I always feel super lame when people ask me what I'm up to these days. Because there's really not much to report to people I talk to frequently and already know about my internship*. Basically all I do besides work is run. I am currently running a lot. In fact, on Fridays I run for hours. Multiple hours. I'm up to 3 hours and 40 minutes. In two weeks I will run for somewhere around 4.5 hours. (Okay, if I'm honest I'm hoping it's less than that but I decided I wasn't going to make a real time goal so I'm pretending I won't be disappointed if it takes that long.) Yes, I am running a marathon. The Teton Dam Marathon. (I like to refer to it as "that Dam marathon" when I'm talking about it out loud because it makes me giggle. I am a grown-up.) Miles 19-22 are uphill. So...that'll be fun. I'm starting to get nervous. That's a really long run. You know? And I'll never run that far before the actual thing. So how do I know I can do it? Well, actually, I know I can do it. It's not the running that's the hard part--it's when you stop.
And that's kind of metaphorical, right? Sometimes I kind of wax philosophical after running. (Only after, never during, because during I can only think thoughts like, "Ow ow ow ow ow OWWWW!" and "I am going to die right here." and "Oh my gosh, I can't seriously have that much further to run!" and "Crap--is that dog chasing me?!") So after running one day, contemplating how it's only hard when you stop running, I thought about how it's like life. Life's not hard while you're living it. It's when you let yourself stop that it gets hard. Or something.

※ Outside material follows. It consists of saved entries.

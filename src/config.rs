//! Pipeline configuration
//!
//! All knobs for one training run live in [`PipelineConfig`]; there is no
//! module-level mutable state, so repeated or parallel runs cannot leak
//! settings into each other.

use crate::error::{CliniqError, Result};
use serde::{Deserialize, Serialize};
use std::path::PathBuf;

/// Which hyperparameter grids the trainers explore
#[derive(Debug, Clone, Copy, PartialEq, Eq, Serialize, Deserialize, Default)]
pub enum GridProfile {
    /// Production grids (the full search spaces)
    #[default]
    Full,
    /// Reduced grids for tests and smoke runs
    Quick,
}

/// Configuration for one training run
#[derive(Debug, Clone, Serialize, Deserialize)]
pub struct PipelineConfig {
    /// Minimum raw usable rows before any model fit proceeds
    pub min_training_samples: usize,
    /// Minimum records a disease category needs to stay in the batch
    pub min_samples_per_class: usize,
    /// Fraction of rows held out for evaluation
    pub test_fraction: f64,
    /// Number of cross-validation folds per grid candidate
    pub cv_folds: usize,
    /// Seed for every stochastic component of the run
    pub seed: u64,
    /// Accuracy the winning model is expected to clear
    pub target_accuracy: f64,
    /// Directory artifact files are written to
    pub artifacts_dir: PathBuf,
    /// Name the run registers its model under
    pub model_name: String,
    /// Grid profile for the three family searches
    pub grid_profile: GridProfile,
}

impl Default for PipelineConfig {
    fn default() -> Self {
        Self {
            min_training_samples: 50,
            min_samples_per_class: 10,
            test_fraction: 0.2,
            cv_folds: 5,
            seed: 42,
            target_accuracy: 0.85,
            artifacts_dir: PathBuf::from("./models"),
            model_name: "medical_diagnosis_ai".to_string(),
            grid_profile: GridProfile::Full,
        }
    }
}

impl PipelineConfig {
    pub fn new() -> Self {
        Self::default()
    }

    pub fn with_min_training_samples(mut self, n: usize) -> Self {
        self.min_training_samples = n;
        self
    }

    pub fn with_min_samples_per_class(mut self, n: usize) -> Self {
        self.min_samples_per_class = n;
        self
    }

    pub fn with_test_fraction(mut self, fraction: f64) -> Self {
        self.test_fraction = fraction;
        self
    }

    pub fn with_cv_folds(mut self, folds: usize) -> Self {
        self.cv_folds = folds;
        self
    }

    pub fn with_seed(mut self, seed: u64) -> Self {
        self.seed = seed;
        self
    }

    pub fn with_target_accuracy(mut self, target: f64) -> Self {
        self.target_accuracy = target;
        self
    }

    pub fn with_artifacts_dir(mut self, dir: impl Into<PathBuf>) -> Self {
        self.artifacts_dir = dir.into();
        self
    }

    pub fn with_model_name(mut self, name: impl Into<String>) -> Self {
        self.model_name = name.into();
        self
    }

    pub fn with_grid_profile(mut self, profile: GridProfile) -> Self {
        self.grid_profile = profile;
        self
    }

    /// Check that the configuration is internally consistent
    pub fn validate(&self) -> Result<()> {
        if !(self.test_fraction > 0.0 && self.test_fraction < 1.0) {
            return Err(CliniqError::InvalidParameter {
                name: "test_fraction".to_string(),
                value: format!("{}", self.test_fraction),
                reason: "must be in (0, 1)".to_string(),
            });
        }
        if self.cv_folds < 2 {
            return Err(CliniqError::InvalidParameter {
                name: "cv_folds".to_string(),
                value: format!("{}", self.cv_folds),
                reason: "need at least 2 folds".to_string(),
            });
        }
        if self.min_samples_per_class < 2 {
            return Err(CliniqError::InvalidParameter {
                name: "min_samples_per_class".to_string(),
                value: format!("{}", self.min_samples_per_class),
                reason: "a class needs at least 2 members to appear in both partitions".to_string(),
            });
        }
        Ok(())
    }
}

#[cfg(test)]
mod tests {
    use super::*;

    #[test]
    fn test_defaults() {
        let config = PipelineConfig::default();
        assert_eq!(config.min_training_samples, 50);
        assert_eq!(config.min_samples_per_class, 10);
        assert_eq!(config.cv_folds, 5);
        assert_eq!(config.seed, 42);
        assert!((config.test_fraction - 0.2).abs() < 1e-12);
        assert!((config.target_accuracy - 0.85).abs() < 1e-12);
        assert!(config.validate().is_ok());
    }

    #[test]
    fn test_builder_chain() {
        let config = PipelineConfig::new()
            .with_seed(7)
            .with_test_fraction(0.25)
            .with_grid_profile(GridProfile::Quick)
            .with_artifacts_dir("/tmp/cliniq-models");
        assert_eq!(config.seed, 7);
        assert_eq!(config.grid_profile, GridProfile::Quick);
        assert!(config.validate().is_ok());
    }

    #[test]
    fn test_invalid_test_fraction() {
        let config = PipelineConfig::new().with_test_fraction(1.5);
        assert!(config.validate().is_err());
    }
}
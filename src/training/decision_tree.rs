//! CART decision tree used as the building block for the forest and the
//! boosting ensemble.
//!
//! Supports Gini impurity for classification and variance reduction for
//! regression. Split search walks each feature once over sorted values with
//! running class counts (or running sums), so a node costs one sort per
//! feature rather than a rescan per candidate threshold.

use crate::error::{CliniqError, Result};
use ndarray::{Array1, Array2};
use rand::seq::SliceRandom;
use rand::SeedableRng;
use rand_chacha::ChaCha8Rng;
use rayon::prelude::*;
use serde::{Deserialize, Serialize};
use std::collections::BTreeMap;

/// Split quality measure.
#[derive(Debug, Clone, Copy, PartialEq, Eq, Serialize, Deserialize)]
pub enum Criterion {
    /// Gini impurity (classification).
    Gini,
    /// Variance reduction (regression).
    Mse,
}

/// A fitted tree node.
#[derive(Debug, Clone, Serialize, Deserialize)]
pub enum TreeNode {
    Leaf {
        value: f64,
        n_samples: usize,
    },
    Split {
        feature_idx: usize,
        threshold: f64,
        left: Box<TreeNode>,
        right: Box<TreeNode>,
        n_samples: usize,
    },
}

/// CART tree for classification or regression.
#[derive(Debug, Clone, Serialize, Deserialize)]
pub struct DecisionTree {
    root: Option<TreeNode>,
    criterion: Criterion,
    max_depth: Option<usize>,
    min_samples_split: usize,
    min_samples_leaf: usize,
    /// Number of features examined per split; `None` means all of them.
    max_features: Option<usize>,
    seed: u64,
    n_features: usize,
    classes: Vec<f64>,
    feature_importances: Option<Array1<f64>>,
    is_fitted: bool,
}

I was also thinking about how much discipline running takes. You have to drag yourself out of bed (or in my current case of air-mattressness, roll yourself out of bed) when you'd rather sleep in. You have to keep taking step after step when you just want to stop. You have to ignore pain and exhaustion when you just want to quit. You have to get off the couch when you just want to sit on your butt and watch TV. You have to swallow hard and breathe when you just want to throw up.
It's really hard. It's not always fun. Sometimes I have to miss out on Saturday morning activities or late-night fun because I have to get up and run. But it's worth it, and not just because it allows me to eat lots of dessert and carbs and makes my legs really strong and muscular and impresses people. I know I can do things that are hard or boring or not enjoyable. After you've run 22 miles (my current longest run), it's hard to feel daunted by...almost anything. And running keeps my head clear. After you've run 22 miles, it's hard to feel angry or sad or anything other than really tired and in a lot of physical pain. It also helps me sit still. If I don't run in the morning, I have trouble sitting still all day. My legs get jumpy and I can't focus as well.
So. The conclusion? I don't always enjoy running. But I'm sort of hooked now. And I figure if I'm going to get addicted to something, an activity that burns incredible calories, builds muscle, keeps me tough, and calms me down is probably a good thing to pick.
*For those who don't know but do care: I am interning at the prosecutor's office in Idaho Falls and I love love love it. I was unsure about law school, really--actually, that's a lie; I was sure I sort of hated it--but my internship is great. My main project is a memo on a petition for post-conviction relief. This guy confessed to participating in a rape and murder and has been in prison for the last 16 years and is now moving to get out of prison on the grounds that his confession was invalid because he was in custody but not given his Miranda warnings. My job is to research case law and figure out whether he really was in custody. I'm close to being done and I'm pretty sure the judge will rule in our favor, meaning the defendant will stay in prison.